18-10-2016

S Korea’s bunker operations return to normal as barge owners end week-long strike

Bunker

South Korea’s barge owners have ended a week-long strike that had disrupted bunker fuel operations in the country’s south coast, the maritime ministry said Monday.

“Barge operators ended their strike as they reached an agreement with oil refiners over the weekend,” said Kim Byung-Nam, an official at the Ministry of Oceans and Fisheries. “As the deal was reached on Saturday, bunker fuel operations have been fully normalized on Monday morning,” he said.

The Korea Oil Supply Shipowner’s Association had been on strike since midnight October 10, calling for an increase in operating fees paid by refiners.

About 200 of the country’s 680 bunker barges were involved in the strike at South Korea’s three biggest ports on the south coast — Busan, Ulsan and Yeosu.

The Ulsan and Busan ports are close to SK Innovation’s and S-Oil’s refineries while Yeosu is close to GS Caltex’s refinery.

The barge owners had held negotiations since Friday with the country’s four oil refiners — SK Innovation, GS Caltex, S-Oil and Hyundai Oilbank — mediated by the maritime ministry.

The barge owners had called for a 40%-100% hike in operating fees, but accepted the compromise of a 10%-20% increase in fees.

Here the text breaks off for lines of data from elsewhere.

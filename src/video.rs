//! Local mirror of a single uploaded (or about to be uploaded) video.

use std::fmt;
use std::path::Path;

use chrono::{DateTime, Utc};
use serde::{Deserialize, Serialize};
use serde_json::Value;
use tracing::{info, warn};

use crate::api::Session;
use crate::error::{CurationError, Result};
use crate::request::RequestProperties;
use crate::resources::VideoResource;
use crate::upload::{ResumableUpload, RetryPolicy, Sleeper, ThreadSleeper};

pub const DEFAULT_CATEGORY_ID: &str = "1";

#[derive(Debug, Clone, Default, PartialEq, Eq, Serialize, Deserialize)]
#[serde(from = "String", into = "String")]
pub enum Privacy {
    #[default]
    Public,
    Private,
    Unlisted,
    Other(String),
}

impl Privacy {
    pub fn as_str(&self) -> &str {
        match self {
            Privacy::Public => "public",
            Privacy::Private => "private",
            Privacy::Unlisted => "unlisted",
            Privacy::Other(value) => value,
        }
    }
}

impl From<String> for Privacy {
    fn from(value: String) -> Self {
        match value.as_str() {
            "public" => Privacy::Public,
            "private" => Privacy::Private,
            "unlisted" => Privacy::Unlisted,
            _ => Privacy::Other(value),
        }
    }
}

impl From<Privacy> for String {
    fn from(value: Privacy) -> Self {
        value.as_str().to_string()
    }
}

/// Remote processing state as reported in `status.uploadStatus`.
#[derive(Debug, Clone, Default, PartialEq, Eq)]
pub enum UploadStatus {
    #[default]
    Uploaded,
    Processed,
    Failed,
    Rejected,
    Deleted,
    Other(String),
}

impl UploadStatus {
    pub fn parse(value: &str) -> Self {
        match value {
            "uploaded" => UploadStatus::Uploaded,
            "processed" => UploadStatus::Processed,
            "failed" => UploadStatus::Failed,
            "rejected" => UploadStatus::Rejected,
            "deleted" => UploadStatus::Deleted,
            other => UploadStatus::Other(other.to_string()),
        }
    }

    /// `uploaded` and `processed` are the states we consider healthy.
    pub fn is_accepted(&self) -> bool {
        matches!(self, UploadStatus::Uploaded | UploadStatus::Processed)
    }
}

#[derive(Clone)]
pub struct Video {
    pub id: Option<String>,
    pub title: String,
    pub description: Option<String>,
    pub tags: Option<Vec<String>>,
    pub category_id: String,
    pub privacy: Privacy,
    pub upload_status: UploadStatus,
    pub published_at: Option<DateTime<Utc>>,
    api: Session,
}

impl fmt::Debug for Video {
    fn fmt(&self, f: &mut fmt::Formatter<'_>) -> fmt::Result {
        write!(
            f,
            "id:{} title:{}",
            self.id.as_deref().unwrap_or("-"),
            self.title
        )
    }
}

impl Video {
    /// A video that only exists locally so far.
    pub fn new(api: Session, title: impl Into<String>) -> Self {
        Self {
            id: None,
            title: title.into(),
            description: None,
            tags: None,
            category_id: DEFAULT_CATEGORY_ID.to_string(),
            privacy: Privacy::Public,
            upload_status: UploadStatus::Uploaded,
            published_at: None,
            api,
        }
    }

    pub fn from_resource(api: Session, resource: VideoResource) -> Result<Self> {
        let mut video = Self::new(api, String::new());
        video.apply_resource(resource)?;
        Ok(video)
    }

    /// Fetches the remote video with `id`.
    pub fn fetch(api: Session, id: &str) -> Result<Self> {
        let mut video = Self::new(api, String::new());
        video.id = Some(id.to_string());
        video.refresh()?;
        Ok(video)
    }

    pub fn with_description(mut self, description: impl Into<String>) -> Self {
        self.description = Some(description.into());
        self
    }

    pub fn with_tags(mut self, tags: Vec<String>) -> Self {
        self.tags = Some(tags);
        self
    }

    pub fn with_privacy(mut self, privacy: Privacy) -> Self {
        self.privacy = privacy;
        self
    }

    pub fn with_category(mut self, category_id: impl Into<String>) -> Self {
        self.category_id = category_id.into();
        self
    }

    fn require_id(&self) -> Result<&str> {
        self.id
            .as_deref()
            .ok_or_else(|| CurationError::NotUploaded {
                title: self.title.clone(),
            })
    }

    fn apply_resource(&mut self, resource: VideoResource) -> Result<()> {
        let id = resource
            .id
            .ok_or_else(|| CurationError::protocol("video resource without id"))?;
        let snippet = resource
            .snippet
            .ok_or_else(|| CurationError::protocol(format!("video {id} has no snippet")))?;
        self.title = snippet
            .title
            .ok_or_else(|| CurationError::protocol(format!("video {id} has no title")))?;
        self.description = snippet.description;
        self.tags = snippet.tags;
        self.category_id = snippet
            .category_id
            .unwrap_or_else(|| DEFAULT_CATEGORY_ID.to_string());
        self.published_at = snippet.published_at;
        if let Some(status) = resource.status {
            self.privacy = status
                .privacy_status
                .map(Privacy::from)
                .unwrap_or_default();
            self.upload_status = status
                .upload_status
                .as_deref()
                .map(UploadStatus::parse)
                .unwrap_or_default();
            if !self.upload_status.is_accepted() {
                warn!(
                    video_id = %id,
                    title = %self.title,
                    status = ?self.upload_status,
                    "video is not in an accepted processing state"
                );
            }
        }
        self.id = Some(id);
        Ok(())
    }

    fn creation_body(&self) -> RequestProperties {
        RequestProperties::new()
            .set("snippet.title", self.title.as_str())
            .set("snippet.description", self.description.clone())
            .set("snippet.tags[]", self.tags.clone())
            .set("snippet.categoryId", self.category_id.as_str())
            .set("status.privacyStatus", self.privacy.as_str())
    }

    /// Uploads the file at `path` as this video with the default retry policy.
    pub fn upload(&mut self, path: &Path) -> Result<&str> {
        self.upload_with(path, RetryPolicy::default(), ThreadSleeper)
    }

    pub fn upload_with<S: Sleeper>(
        &mut self,
        path: &Path,
        policy: RetryPolicy,
        sleeper: S,
    ) -> Result<&str> {
        if let Some(id) = &self.id {
            return Err(CurationError::AlreadyUploaded { id: id.clone() });
        }
        let properties = self.creation_body();
        info!(title = %self.title, path = %path.display(), "uploading video");
        let transport = self
            .api
            .begin_upload(&properties.parts(), &properties.build(), path)?;
        let mut upload = ResumableUpload::new(transport, policy, sleeper, rand::thread_rng());
        let id = upload.run()?;
        info!(video_id = %id, title = %self.title, "uploaded video");
        Ok(self.id.insert(id).as_str())
    }

    /// Request body for [`Video::push_metadata`]. Absent fields are left out.
    pub fn metadata_body(&self) -> Result<Value> {
        let id = self.require_id()?;
        Ok(RequestProperties::new()
            .set("id", id)
            .set("snippet.title", self.title.as_str())
            .set("snippet.description", self.description.clone())
            .set("snippet.tags[]", self.tags.clone())
            .set("snippet.categoryId", self.category_id.as_str())
            .build())
    }

    /// Sends title, description, tags and category.
    pub fn push_metadata(&self) -> Result<()> {
        let body = self.metadata_body()?;
        let response = self.api.update_video("snippet", &body)?;
        info!(video_id = ?response.id, title = %self.title, "updated video metadata");
        Ok(())
    }

    pub fn push_privacy(&self) -> Result<()> {
        let id = self.require_id()?;
        let body = RequestProperties::new()
            .set("id", id)
            .set("status.privacyStatus", self.privacy.as_str())
            .build();
        self.api.update_video("status", &body)?;
        info!(video_id = %id, privacy = self.privacy.as_str(), "updated video privacy");
        Ok(())
    }

    /// Re-reads snippet and status from the remote, overwriting local fields.
    pub fn refresh(&mut self) -> Result<()> {
        let id = self.require_id()?.to_string();
        let resource = self
            .api
            .list_videos(std::slice::from_ref(&id), "snippet,status")?
            .into_iter()
            .next()
            .ok_or_else(|| CurationError::NotFound {
                kind: "video",
                id: id.clone(),
            })?;
        self.apply_resource(resource)
    }

    /// Deletes the remote video and forgets its id.
    pub fn delete(&mut self) -> Result<()> {
        let id = self.require_id()?.to_string();
        self.api.delete_video(&id)?;
        info!(video_id = %id, title = %self.title, "deleted video");
        self.id = None;
        Ok(())
    }
}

In return, oil refiners accepted a government’s proposal for research to be conducted by external specialists on the level of operating fees and other conditions for barge owners.

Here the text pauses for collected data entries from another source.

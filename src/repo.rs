//! Local video files and the titles they are published under.

use std::collections::BTreeMap;
use std::path::{Path, PathBuf};

use anyhow::{Context, Result};
use tracing::info;
use walkdir::WalkDir;

pub const DEFAULT_EXTENSIONS: &[&str] = &["mp4"];

/// Media files found directly inside a set of root directories.
#[derive(Debug, Clone, Default)]
pub struct VideoRepo {
    pub roots: Vec<PathBuf>,
    pub title_to_path: BTreeMap<String, PathBuf>,
}

impl VideoRepo {
    /// Scans each root (not recursively) for files with one of `extensions`.
    /// When two roots yield the same title the later root wins.
    pub fn scan(roots: &[PathBuf], extensions: &[String]) -> Result<Self> {
        let mut title_to_path = BTreeMap::new();
        for root in roots {
            for entry in WalkDir::new(root)
                .min_depth(1)
                .max_depth(1)
                .sort_by_file_name()
            {
                let entry = entry.with_context(|| format!("Scanning {}", root.display()))?;
                if !entry.file_type().is_file() || !has_extension(entry.path(), extensions) {
                    continue;
                }
                let Some(title) = title_from_path(entry.path()) else {
                    continue;
                };
                title_to_path.insert(title, entry.into_path());
            }
        }
        info!(files = title_to_path.len(), roots = roots.len(), "scanned local videos");
        Ok(Self {
            roots: roots.to_vec(),
            title_to_path,
        })
    }

    pub fn titles(&self) -> impl Iterator<Item = &str> {
        self.title_to_path.keys().map(String::as_str)
    }

    pub fn path_for(&self, title: &str) -> Option<&Path> {
        self.title_to_path.get(title).map(PathBuf::as_path)
    }

    pub fn len(&self) -> usize {
        self.title_to_path.len()
    }

    pub fn is_empty(&self) -> bool {
        self.title_to_path.is_empty()
    }
}

fn has_extension(path: &Path, extensions: &[String]) -> bool {
    let Some(ext) = path.extension().and_then(|ext| ext.to_str()) else {
        return false;
    };
    extensions
        .iter()
        .any(|wanted| wanted.trim_start_matches('.').eq_ignore_ascii_case(ext))
}

/// `RIGSS_01_001.mp4` is published as `RIGSS 01 001`.
pub fn title_from_path(path: &Path) -> Option<String> {
    let stem = path.file_stem()?.to_str()?;
    Some(stem.replace('_', " "))
}
pub mod common;
pub mod priority_queue;
pub mod reference;
pub mod weighted_a_star;
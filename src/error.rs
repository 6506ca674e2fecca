use thiserror::Error;

/// Raised by queue operations that need at least one element.
#[derive(Debug, Clone, Copy, PartialEq, Eq, Error)]
pub enum QueueError {
    #[error("queue is empty")]
    Empty,
}

#[derive(Debug, Clone, PartialEq, Eq, Error)]
pub enum ConfigError {
    #[error("grid size must be at least 2, got {0}")]
    GridTooSmall(usize),

    #[error("unknown algorithm '{0}', expected 'weighted', 'reference' or 'all'")]
    UnknownAlgorithm(String),

    #[error("{walls} walls do not fit on a {size}x{size} grid")]
    TooManyWalls { walls: usize, size: usize },
}

#[derive(Debug, Error)]
pub enum SimulationError {
    #[error("invalid configuration: {0}")]
    Config(#[from] ConfigError),

    #[error("no connected start/goal pair found after {0} attempts")]
    NoConnectedLayout(usize),

    #[error(transparent)]
    Queue(#[from] QueueError),
}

“We hope the outside research would fairly reflect operating fees that have been frozen for the past 20 years, and this is why we decided to end the strike despite the lower-than-expected increase in fees in this negotiation,” said Lee Dae-Won, a director of the association.

The strike resulted in bunker fuel supplies being shut-in, with traders estimating last Thursday that inquiries were down by as much as 50% at affected ports.

The maritime ministry had arranged to divert ships scheduled to be fueled in Busan, Yeosu and Ulsan to other ports on the west coast, where barge operators did not join the strike.